TAMPA, Fla. (WFLA) — Income levels are on the rise but home and rent costs are rising along with it according to Realtor.com’s 2022 national housing forecast. The question is, will wage hikes match the continually inflating cost of renting or home buying?
The latest Consumer Price Index report from the U.S. Bureau of Labor Statistics reports furniture prices saw an increase of 11.8%. Bedroom furniture was up almost 10% and furniture for living rooms, kitchens and dining rooms was up 14.1%. All other furniture had a 9% increase. Nationally, the overall inflation rate was 6.8%.
In short, becoming a new homeowner will be more costly upfront just to secure a new place to live. Even after you buy your new home, filling it with what makes a house a home is also more expensive.
After a nearly 20% drop in available home inventory in 2021, Realtor.com is forecasting just a 0.3% increase in inventory for 2022. Comparatively, the Realtor.com study said August 2020 started a year-long series of double-digit increases in the cost of buying a home. Before that, the site said increases were 4% to 7% each year.
The “competitive seller’s market” for first-time buyers is likely to make demand surpass how much inventory will grow, pushing the price for home purchases higher, according to the forecast. While remote work becomes more common as a result of COVID-19 pandemic shifts, wages did not keep pace with price changes, according to the BLS.
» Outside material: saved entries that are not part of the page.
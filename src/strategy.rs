//! Caching strategies: network-first with fallback, cache-first with
//! background revalidation.

use std::sync::Arc;

use color_eyre::Result;
use tracing::{debug, warn};
use url::Url;

use crate::cache::{CacheStoreManager, StoreBackend};
use crate::classify::RequestClass;
use crate::fetch::Fetcher;
use crate::http::{Destination, Request, Response};

/// Inline placeholder returned for images that cannot be fetched or found.
const PLACEHOLDER_SVG: &str = "<svg xmlns=\"http://www.w3.org/2000/svg\" width=\"100\" height=\"100\"><rect fill=\"#f0f0f0\" width=\"100\" height=\"100\"/><text x=\"50\" y=\"50\" text-anchor=\"middle\" fill=\"#999\">Offline</text></svg>";

/// Executes the per-category caching strategy.
pub struct StrategyEngine<F, B>
where
  F: Fetcher + Send + Sync + 'static,
  B: StoreBackend + 'static,
{
  fetcher: Arc<F>,
  manager: CacheStoreManager<B>,
  offline_url: Url,
}

impl<F, B> StrategyEngine<F, B>
where
  F: Fetcher + Send + Sync + 'static,
  B: StoreBackend + 'static,
{
  pub fn new(fetcher: Arc<F>, manager: CacheStoreManager<B>, offline_url: Url) -> Self {
    Self {
      fetcher,
      manager,
      offline_url,
    }
  }

  /// Dispatch a classified request to its strategy.
  ///
  /// Api and Navigation never return an error; Static propagates a network
  /// failure on a cache miss (except images, which get a placeholder).
  pub async fn handle(&self, request: &Request, class: RequestClass) -> Result<Response> {
    match class {
      RequestClass::Api | RequestClass::Navigation => {
        Ok(self.network_first(request, class).await)
      }
      RequestClass::Static => self.cache_first(request).await,
    }
  }

  /// Network first; on failure fall back to cache, then to a synthesized
  /// offline response.
  async fn network_first(&self, request: &Request, class: RequestClass) -> Response {
    match self.fetcher.fetch(request).await {
      Ok(response) => {
        if response.ok() {
          self.write_detached(request.clone(), response.clone());
        }
        response
      }
      Err(e) => {
        debug!(url = %request.url, error = %e, "network failed, checking cache");

        if let Some(entry) = self.manager.read(request) {
          return entry.response;
        }

        match class {
          RequestClass::Api => offline_api_response(),
          _ => self.offline_page(),
        }
      }
    }
  }

  /// Cache first; a hit returns immediately and schedules a detached
  /// revalidation, a miss goes to the network.
  async fn cache_first(&self, request: &Request) -> Result<Response> {
    if let Some(entry) = self.manager.read(request) {
      self.revalidate(request.clone());
      return Ok(entry.response);
    }

    match self.fetcher.fetch(request).await {
      Ok(response) => {
        self.manager.write(request, &response);
        Ok(response)
      }
      Err(e) => {
        if request.destination == Destination::Image {
          debug!(url = %request.url, "image unavailable, serving placeholder");
          return Ok(placeholder_image());
        }
        Err(e)
      }
    }
  }

  /// Refetch a request in the background and store the result.
  ///
  /// Deliberately not awaited by any response path; failures are logged and
  /// swallowed since a cached copy is already being served. The write goes
  /// through the same cacheability verdict as the primary path.
  pub fn revalidate(&self, request: Request) {
    let fetcher = Arc::clone(&self.fetcher);
    let manager = self.manager.clone();

    tokio::spawn(async move {
      match fetcher.fetch(&request).await {
        Ok(response) => manager.write(&request, &response),
        Err(e) => debug!(url = %request.url, error = %e, "background revalidation failed"),
      }
    });
  }

  /// Store a fresh response without blocking the response path.
  fn write_detached(&self, request: Request, response: Response) {
    let manager = self.manager.clone();
    tokio::spawn(async move {
      manager.write(&request, &response);
    });
  }

  /// The precached offline fallback page, or a synthesized stand-in if it is
  /// missing (e.g. right after a purge).
  fn offline_page(&self) -> Response {
    if let Some(entry) = self.manager.read_url(&self.offline_url) {
      return entry.response;
    }

    warn!(url = %self.offline_url, "offline page not cached, synthesizing fallback");
    Response::new(503)
      .with_header("content-type", "text/html")
      .with_body("<h1>You are offline</h1>")
  }
}

impl<F, B> Clone for StrategyEngine<F, B>
where
  F: Fetcher + Send + Sync + 'static,
  B: StoreBackend + 'static,
{
  fn clone(&self) -> Self {
    Self {
      fetcher: Arc::clone(&self.fetcher),
      manager: self.manager.clone(),
      offline_url: self.offline_url.clone(),
    }
  }
}

/// Structured response for API calls made while offline, detectable by the
/// foreground application.
fn offline_api_response() -> Response {
  Response::json(
    503,
    &serde_json::json!({
      "success": false,
      "offline": true,
      "message": "You are offline. Please check your internet connection."
    }),
  )
}

fn placeholder_image() -> Response {
  Response::new(200)
    .with_header("content-type", "image/svg+xml")
    .with_body(PLACEHOLDER_SVG)
}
Realtor.com’s forecast predicts “affordability will increasingly be a challenge as interest rates and prices rise” but the shift to more remote work may make it easier for younger buyers to purchase their homes.
For 2022, the site predicts a 6.6% home sales growth, and higher monthly payments for home buyers. The increase in home prices for 2022 accompanies a separate price increase for home furnishings.
All of these price increases come as higher wages to attract employees after record job separations and pandemic-fueled unemployment spell a potentially uncertain economic future next year.
Appliances for washing your clothes such as washers and dryers also saw price increases of 9.2%, while clocks, lamps, and decoration costs increased 4.2%.
Ways to bring nature inside where cities are dense and may prevent large gardens and yards also saw price increases. Indoor plants and flowers saw 6.4% price increases in the latest CPI, and nonelectric cookware like pots and pans, and tableware such as forks and knives, all got 5.7% more expensive.
Everything a homeowner needs to live got more costly, even the tools and hardware used in simple maintenance saw minimum increases of 6%. Housekeeping supplies were up less dramatically, with cleaning supplies up only 1% while household paper products like disposable napkins, paper towels and toilet paper only increased 2.6%.
The BLS reported that “from November 2020 to November 2021, real average hourly earnings decreased 1.6%, seasonally adjusted,” meaning wages decreased while the national inflation rate pushed costs for nearly all items on the market upward.
Dollars remained diminished despite efforts to attract new workers, with real earnings dropping 0.4% from October to November 2021. The BLS data showed what people were able to spend is lower compared to what everything costs.